The acronym list I maintained for the Ares Projects was 48 pages long. I’ve heard that the list for the Space Launch System (SLS) has exceeded that. Regardless of the project, whether it be aerospace, information technology, biotechnology, energy, or any other technical field, the discipline you’re supporting will have its own specialized language and mental shorthand. The better you learn that language, the better–not just how things are spelled, but how they’re pronounced (for example, a Design Specification for Natural Environments or DSNE, is pronounced “Disney”). The acronyms of technology are only proliferating, so the better you prepare yourself, the more likely you’ll be able to understand and respond when someone asks you to “edit the Disney” one day.
Bonus Feature: Some aerospace acronyms just for you.
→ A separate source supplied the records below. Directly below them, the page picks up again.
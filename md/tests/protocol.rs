//! End-to-end runs of the minimize → equilibrate → produce protocol.

mod common;

use common::{butane, config, methane, split_tables};
use md_engine::analysis::distance;
use md_engine::constraints::max_violation;
use md_engine::{
    run_protocol, CancelToken, ConstraintSolver, CoordinateReporter, Femtoseconds, Frame, Integrator, Kelvin, MdError,
    MinimizerSettings, Phase, Reporter, ReporterSet, Simulation, SimulationConfig, Stage, State, System, SystemBuilder,
    Termination, TrajectoryReader, VelocityVerlet,
};
use nalgebra::Vector3;
use periodic_table_on_an_enum::Element;
use std::cell::Cell;
use std::io::{self, Write};
use std::rc::Rc;
use tempfile::tempdir;

#[test]
fn test_lj_pair_relaxes_to_potential_minimum() {
    let mut builder = SystemBuilder::new();
    builder.add_atom(Element::Argon, 39.948, 0.0, 0.34, 1.0);
    builder.add_atom(Element::Argon, 39.948, 0.0, 0.34, 1.0);
    let system = builder.build().unwrap();
    let positions = vec![Vector3::zeros(), Vector3::new(0.5, 0.0, 0.0)];

    let dir = tempdir().unwrap();
    let mut cfg = config(&dir.path().join("unused.dcd"));
    cfg.minimization = MinimizerSettings {
        force_tolerance: 0.01,
        energy_tolerance: 1e-12,
        ..MinimizerSettings::default()
    };
    let mut sim = Simulation::langevin(&system, positions, cfg).unwrap();
    let report = sim.minimize().unwrap();

    let r = distance(&sim.state().positions[0], &sim.state().positions[1]);
    let r_min = 2f64.powf(1.0 / 6.0) * 0.34;
    assert!((r - r_min).abs() < 1e-3, "relaxed to {} instead of {}", r, r_min);
    assert!(report.final_energy < report.initial_energy);
    assert!((report.final_energy + 1.0).abs() < 1e-3);
    assert_ne!(report.termination, Termination::MaxIterations);
    assert_eq!(sim.phase(), Phase::Minimized);
}

#[test]
fn test_equilibration_reports_every_interval() {
    let (system, positions) = butane();
    let dir = tempdir().unwrap();
    let mut cfg = config(&dir.path().join("butane.dcd"));
    cfg.equilibration.steps = 2500;
    cfg.equilibration.report_interval = 100;

    let mut console = Vec::new();
    let summary = run_protocol(&system, positions, &cfg, &mut console).unwrap();
    let (equilibration, production) = split_tables(&console);

    assert_eq!(equilibration.len(), 25);
    for (n, line) in equilibration.iter().enumerate() {
        let fields: Vec<&str> = line.split(',').collect();
        assert_eq!(fields.len(), 3);
        assert_eq!(fields[0].parse::<u64>().unwrap(), 100 * (n as u64 + 1));
        let energy: f64 = fields[1].parse().unwrap();
        let temperature: f64 = fields[2].parse().unwrap();
        assert!(energy.is_finite());
        assert!(temperature.is_finite() && temperature > 0.0);
    }

    // Production steps continue from where equilibration stopped.
    assert_eq!(production.len(), 2);
    assert!(production[0].starts_with("2600,"));
    assert_eq!(production[0].split(',').count(), 5);
    assert_eq!(summary.equilibration.last_step, 2500);
    assert_eq!(summary.production.as_ref().unwrap().last_step, 2700);
    assert_eq!(summary.final_phase, Phase::Closed);
    assert!(!summary.cancelled());
}

#[test]
fn test_production_writes_one_frame_per_interval() {
    let (system, positions) = butane();
    let dir = tempdir().unwrap();
    let path = dir.path().join("production.dcd");
    let mut cfg = config(&path);
    cfg.production.steps = 10_000;
    cfg.production.report_interval = 1000;
    cfg.production.trajectory_interval = 100;

    let summary = run_protocol(&system, positions, &cfg, &mut io::sink()).unwrap();
    assert_eq!(summary.trajectory_frames, 100);

    let reader = TrajectoryReader::open(&path).unwrap();
    assert_eq!(reader.header().frames, 100);
    assert_eq!(reader.header().first_step, 200);
    assert_eq!(reader.header().interval, 100);
    let frames: Vec<_> = reader.collect::<Result<_, _>>().unwrap();
    assert_eq!(frames.len(), 100);
    for (n, frame) in frames.iter().enumerate() {
        assert_eq!(frame.step, 100 + 100 * (n as u64 + 1));
        assert_eq!(frame.positions.len(), 4);
    }
}

#[test]
#[ignore] // ten million steps, run explicitly
fn test_long_production_run() {
    let (system, positions) = butane();
    let dir = tempdir().unwrap();
    let path = dir.path().join("long.dcd");
    let mut cfg = config(&path);
    cfg.timestep = Femtoseconds(2.0);
    cfg.production.steps = 10_000_000;
    cfg.production.report_interval = 100_000;
    cfg.production.trajectory_interval = 1000;

    let summary = run_protocol(&system, positions, &cfg, &mut io::sink()).unwrap();
    assert_eq!(summary.trajectory_frames, 10_000);
    assert_eq!(TrajectoryReader::open(&path).unwrap().header().frames, 10_000);
}

#[test]
fn test_zero_timestep_is_rejected_before_any_output() {
    let (system, positions) = butane();
    let dir = tempdir().unwrap();
    let path = dir.path().join("never.dcd");
    let mut cfg = config(&path);
    cfg.timestep = Femtoseconds(0.0);

    let mut console = Vec::new();
    let err = run_protocol(&system, positions, &cfg, &mut console).unwrap_err();
    assert_eq!(err.stage, Stage::Setup);
    assert!(matches!(err.source, MdError::Configuration(_)));
    assert_eq!(err.kind(), "ConfigurationError");
    assert!(console.is_empty());
    assert!(!path.exists());
}

#[test]
fn test_constraints_hold_in_every_frame() {
    let (system, positions) = methane();
    assert_eq!(system.constraints().len(), 4);
    let dir = tempdir().unwrap();
    let path = dir.path().join("methane.dcd");
    let mut cfg = config(&path);
    cfg.production.steps = 1000;
    cfg.production.trajectory_interval = 10;

    let summary = run_protocol(&system, positions, &cfg, &mut io::sink()).unwrap();
    assert!(max_violation(system.constraints(), &summary.final_state.positions) < 1e-5);

    let mut frames = 0;
    for frame in TrajectoryReader::open(&path).unwrap() {
        let frame = frame.unwrap();
        for c in system.constraints() {
            let r = distance(&frame.positions[c.i], &frame.positions[c.j]);
            // Single precision storage limits the check.
            assert!((r - c.distance).abs() / c.distance < 1e-4, "step {}: {} vs {}", frame.step, r, c.distance);
        }
        frames += 1;
    }
    assert_eq!(frames, 100);
}

/// Cancels the run once it has seen `at` steps of the phase.
struct CancelAt {
    token: CancelToken,
    at: u64,
    seen: u64,
}

impl Reporter for CancelAt {
    fn name(&self) -> &str {
        "cancel"
    }

    fn interval(&self) -> u64 {
        10
    }

    fn report(&mut self, _frame: &Frame<'_>) -> md_engine::Result<()> {
        self.seen += 10;
        if self.seen >= self.at {
            self.token.cancel();
        }
        Ok(())
    }
}

#[test]
fn test_cancellation_keeps_a_readable_trajectory() {
    let (system, positions) = butane();
    let dir = tempdir().unwrap();
    let path = dir.path().join("cancelled.dcd");
    let cfg = config(&path);

    let mut sim = Simulation::langevin(&system, positions, cfg.clone()).unwrap();
    sim.minimize().unwrap();
    sim.equilibrate(ReporterSet::new(false)).unwrap();

    let mut coordinates = CoordinateReporter::create(&path, system.n_atoms(), 10, cfg.dt()).unwrap();
    let reporters = ReporterSet::new(false).with(&mut coordinates).with(CancelAt {
        token: sim.cancel_token(),
        at: 50,
        seen: 0,
    });
    let summary = sim.produce(reporters).unwrap();

    assert!(summary.cancelled);
    assert_eq!(summary.steps, 50);
    assert_eq!(sim.phase(), Phase::Equilibrated);
    assert_eq!(coordinates.frames_written(), 5);

    let reader = TrajectoryReader::open(&path).unwrap();
    assert_eq!(reader.header().frames, 5);
    assert_eq!(reader.count(), 5);
    assert_eq!(sim.close(), Phase::Closed);
}

/// Console that refuses every write.
struct ClosedConsole;

impl Write for ClosedConsole {
    fn write(&mut self, _: &[u8]) -> io::Result<usize> {
        Err(io::Error::new(io::ErrorKind::BrokenPipe, "console closed"))
    }

    fn flush(&mut self) -> io::Result<()> {
        Ok(())
    }
}

#[test]
fn test_failing_console_is_dropped_unless_strict() {
    let (system, positions) = butane();
    let dir = tempdir().unwrap();
    let path = dir.path().join("lenient.dcd");
    let cfg = config(&path);

    let summary = run_protocol(&system, positions.clone(), &cfg, &mut ClosedConsole).unwrap();
    assert_eq!(summary.trajectory_frames, 10);

    let mut strict = config(&dir.path().join("strict.dcd"));
    strict.strict_reporters = true;
    let err = run_protocol(&system, positions, &strict, &mut ClosedConsole).unwrap_err();
    assert_eq!(err.stage, Stage::Equilibration);
    assert_eq!(err.kind(), "IOError");
    assert_eq!(err.last_step, 50);
    assert_eq!(err.last_frame.as_ref().map(|f| f.step), Some(50));
}

#[test]
fn test_phase_order_through_public_api() {
    let (system, positions) = butane();
    let dir = tempdir().unwrap();
    let mut sim = Simulation::langevin(&system, positions, config(&dir.path().join("x.dcd"))).unwrap();
    let err = sim.produce(ReporterSet::new(false)).unwrap_err();
    assert_eq!(err.to_string(), "production failed after step 0 (PhaseOrderError): cannot produce while the simulation is idle");
    assert_eq!(sim.phase(), Phase::Idle);
}

/// Velocity Verlet whose constraint solver gives up on selected full-length
/// steps, and on every shorter step when `shorter_steps_fail` is set.
struct FlakyConstraints {
    inner: VelocityVerlet,
    full_dt: f64,
    full_steps: u64,
    fails_at: fn(u64) -> bool,
    shorter_steps_fail: bool,
    shorter_steps: Rc<Cell<u64>>,
}

impl FlakyConstraints {
    fn new(cfg: &SimulationConfig, fails_at: fn(u64) -> bool, shorter_steps_fail: bool) -> Self {
        FlakyConstraints {
            inner: VelocityVerlet::new(cfg.constraint_solver(), true),
            full_dt: cfg.dt(),
            full_steps: 0,
            fails_at,
            shorter_steps_fail,
            shorter_steps: Rc::new(Cell::new(0)),
        }
    }
}

impl Integrator for FlakyConstraints {
    fn step(&mut self, system: &System, state: &mut State, dt: f64) -> md_engine::Result<()> {
        let fails = if dt < self.full_dt {
            self.shorter_steps.set(self.shorter_steps.get() + 1);
            self.shorter_steps_fail
        } else {
            self.full_steps += 1;
            (self.fails_at)(self.full_steps)
        };
        if fails {
            return Err(MdError::ConstraintConvergence {
                iterations: 3,
                max_violation: 1e-2,
            });
        }
        self.inner.step(system, state, dt)
    }

    fn constraint_solver(&self) -> &ConstraintSolver {
        self.inner.constraint_solver()
    }

    fn removes_com_motion(&self) -> bool {
        self.inner.removes_com_motion()
    }

    fn name(&self) -> &'static str {
        "flaky verlet"
    }
}

#[test]
fn test_unconverged_step_is_retried_with_half_steps() {
    let (system, positions) = methane();
    let dir = tempdir().unwrap();
    let cfg = config(&dir.path().join("retry.dcd"));
    let integrator = FlakyConstraints::new(&cfg, |n| n % 7 == 0, false);
    let shorter_steps = Rc::clone(&integrator.shorter_steps);

    let mut sim = Simulation::new(&system, positions, cfg, integrator).unwrap();
    sim.minimize().unwrap();
    let summary = sim.equilibrate(ReporterSet::new(false)).unwrap();

    assert_eq!(summary.steps, 100);
    assert_eq!(summary.last_step, 100);
    assert_eq!(sim.phase(), Phase::Equilibrated);
    // Steps 7, 14, ..., 98 each ran as two halves.
    assert_eq!(shorter_steps.get(), 2 * 14);
    assert!((sim.state().time - 0.1).abs() < 1e-12);
    assert!(max_violation(system.constraints(), &sim.state().positions) < 1e-5);
}

#[test]
fn test_failed_retry_aborts_with_last_valid_frame() {
    let (system, positions) = methane();
    let dir = tempdir().unwrap();
    let cfg = config(&dir.path().join("abort.dcd"));
    let integrator = FlakyConstraints::new(&cfg, |n| n > 30, true);

    let mut sim = Simulation::new(&system, positions, cfg, integrator).unwrap();
    sim.minimize().unwrap();
    let err = sim.equilibrate(ReporterSet::new(false)).unwrap_err();

    assert_eq!(err.kind(), "ConstraintConvergenceError");
    assert_eq!(err.stage, Stage::Equilibration);
    assert_eq!(err.last_step, 30);
    let frame = err.last_frame.as_ref().unwrap();
    assert_eq!(frame.step, 30);
    assert_eq!(frame.positions, sim.state().positions);
    assert!(max_violation(system.constraints(), &frame.positions) < 1e-5);
    assert_eq!(sim.state().step, 30);
    assert_eq!(sim.phase(), Phase::Minimized);
}

#[test]
fn test_blow_up_aborts_with_numerical_instability() {
    let mut builder = SystemBuilder::new();
    builder.add_atom(Element::Carbon, 12.0, 0.0, 0.34, 0.4);
    builder.add_atom(Element::Oxygen, 16.0, 0.0, 0.30, 0.6);
    builder.add_bond(0, 1, 0.123, 4.0e5);
    let system = builder.build().unwrap();
    let positions = vec![Vector3::zeros(), Vector3::new(0.13, 0.0, 0.0)];

    let dir = tempdir().unwrap();
    let mut cfg = config(&dir.path().join("unstable.dcd"));
    cfg.temperature = Kelvin(3000.0);
    cfg.timestep = Femtoseconds(200.0);
    cfg.equilibration.steps = 1000;

    let mut console = Vec::new();
    let err = run_protocol(&system, positions, &cfg, &mut console).unwrap_err();
    assert_eq!(err.kind(), "NumericalInstabilityError");
    assert_eq!(err.stage, Stage::Equilibration);
    assert!(err.last_step < 1000);
    let frame = err.last_frame.as_ref().unwrap();
    assert_eq!(frame.step, err.last_step);
    assert!(frame.positions.iter().all(|p| p.iter().all(|c| c.is_finite())));
    assert!(!dir.path().join("unstable.dcd").exists());
}
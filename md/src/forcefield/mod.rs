//! Potential energy and forces for a frozen [`System`].
//!
//! The total energy is the sum of harmonic bonds, harmonic angles, periodic
//! torsions, Lennard-Jones and Coulomb terms. Evaluation is a pure function of
//! the positions: nothing is cached between calls.

mod bonded;
mod nonbonded;

use crate::error::{MdError, Result};
use crate::topology::System;
use nalgebra::Vector3;

/// Anything that can turn positions into an energy and per-atom forces.
pub trait ForceProvider {
    fn evaluate(&self, positions: &[Vector3<f64>]) -> Result<ForceEvaluation>;

    fn potential_energy(&self, positions: &[Vector3<f64>]) -> Result<f64> {
        Ok(self.evaluate(positions)?.potential_energy)
    }
}

/// Per-term energy breakdown in kJ/mol.
#[derive(Debug, Clone, Copy, Default, PartialEq)]
pub struct EnergyTerms {
    pub bond: f64,
    pub angle: f64,
    pub torsion: f64,
    pub lennard_jones: f64,
    pub coulomb: f64,
}

impl EnergyTerms {
    pub fn total(&self) -> f64 {
        self.bond + self.angle + self.torsion + self.lennard_jones + self.coulomb
    }
}

#[derive(Debug, Clone)]
pub struct ForceEvaluation {
    /// Total potential energy in kJ/mol.
    pub potential_energy: f64,
    /// Forces in kJ/mol/nm, one per atom.
    pub forces: Vec<Vector3<f64>>,
    pub terms: EnergyTerms,
}

/// Force field bound to one system.
#[derive(Debug, Clone, Copy)]
pub struct ForceField<'a> {
    system: &'a System,
}

impl<'a> ForceField<'a> {
    pub fn new(system: &'a System) -> Self {
        ForceField { system }
    }
}

impl System {
    pub fn force_field(&self) -> ForceField<'_> {
        ForceField::new(self)
    }
}

impl ForceProvider for ForceField<'_> {
    fn evaluate(&self, positions: &[Vector3<f64>]) -> Result<ForceEvaluation> {
        let n = self.system.n_atoms();
        if positions.len() != n {
            return Err(MdError::Topology(format!(
                "expected {} positions, got {}",
                n,
                positions.len()
            )));
        }

        let mut forces = vec![Vector3::zeros(); n];
        let mut terms = EnergyTerms::default();

        for bond in self.system.harmonic_bonds() {
            terms.bond += bonded::harmonic_bond(bond, positions, &mut forces);
        }
        for angle in self.system.angles() {
            terms.angle += bonded::harmonic_angle(angle, positions, &mut forces);
        }
        for torsion in self.system.torsions() {
            terms.torsion += bonded::periodic_torsion(torsion, positions, &mut forces);
        }

        let nonbonded = nonbonded::evaluate(self.system, positions);
        terms.lennard_jones = nonbonded.lennard_jones;
        terms.coulomb = nonbonded.coulomb;
        for (f, f_nb) in forces.iter_mut().zip(&nonbonded.forces) {
            *f += f_nb;
        }

        let potential_energy = terms.total();
        if !potential_energy.is_finite() {
            return Err(MdError::NumericalInstability(format!(
                "potential energy is {} (bond {}, angle {}, torsion {}, LJ {}, Coulomb {})",
                potential_energy, terms.bond, terms.angle, terms.torsion, terms.lennard_jones, terms.coulomb
            )));
        }
        if let Some(atom) = forces.iter().position(|f| !f.iter().all(|c| c.is_finite())) {
            return Err(MdError::NumericalInstability(format!(
                "non-finite force on atom {}",
                atom
            )));
        }

        Ok(ForceEvaluation {
            potential_energy,
            forces,
            terms,
        })
    }
}

/// Central-difference forces, used to check analytic gradients.
pub fn numerical_forces<F: ForceProvider>(
    provider: &F,
    positions: &[Vector3<f64>],
    delta: f64,
) -> Result<Vec<Vector3<f64>>> {
    let mut displaced = positions.to_vec();
    let mut forces = vec![Vector3::zeros(); positions.len()];

    for atom in 0..positions.len() {
        for dim in 0..3 {
            displaced[atom][dim] = positions[atom][dim] + delta;
            let plus = provider.potential_energy(&displaced)?;
            displaced[atom][dim] = positions[atom][dim] - delta;
            let minus = provider.potential_energy(&displaced)?;
            displaced[atom][dim] = positions[atom][dim];

            forces[atom][dim] = -(plus - minus) / (2.0 * delta);
        }
    }

    Ok(forces)
}
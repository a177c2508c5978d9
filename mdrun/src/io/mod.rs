//! Logging setup and console output for MD jobs

mod output;

pub use output::{setup_output, write_final_positions};
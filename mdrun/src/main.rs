//! Molecular dynamics job runner
//!
//! Reads a YAML job file (system, run settings and optional analysis), runs
//! minimization, equilibration and production, then summarises the trajectory.

mod app;
mod config;
mod io;

use app::MdApplication;
use color_eyre::eyre::Result;

fn main() -> Result<()> {
    color_eyre::install()?;
    MdApplication::from_cli()?.run()
}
It’s not intended to be comprehensive, just to give you some clue as to how these Acronym Lists work.
ARC Ames Research Center
CDR Critical Design Review
DFRC Dryden Flight Research Center (this has probably changed–Dryden was renamed for astronaut Neil Armstrong in the last year or two, but acronym inertia is sticky)
GSFC Goddard Space Flight Center
ECLSS Environmental Control and Life Support System
EELV Evolved Expendable Launch Vehicle
ELV Expendable Launch Vehicle
FRR Flight Readiness Review
GEO Geosynchronous Orbit
GOX Gaseous Oxygen
GRC Glenn Research Center
HEO High Earth Orbit
HTPB Hydroxyl-Terminated Polybutadiene
ISS International Space Station
JPL Jet Propulsion Laboratory
JSC Johnson Space Center
KSC Kennedy Space Center
LAS Launch Abort System
LCC Launch Control Center
LEO Low-Earth Orbit
LH2 Liquid Hydrogen
LOX Liquid Oxygen (also LO2)
MAF Michoud Assembly Facility
MCC Mission Control Center
MCR Mission Concept Review
MEO Medium Earth Orbit
MMH Monomethyl Hydrazine
MMOD Micrometeoroid and Orbital Debris
MPCV Multipurpose Crew Vehicle
MSA Multi-Purpose Crew Vehicle-to-Stage Adapter (this is an example of an acronym within an acronym)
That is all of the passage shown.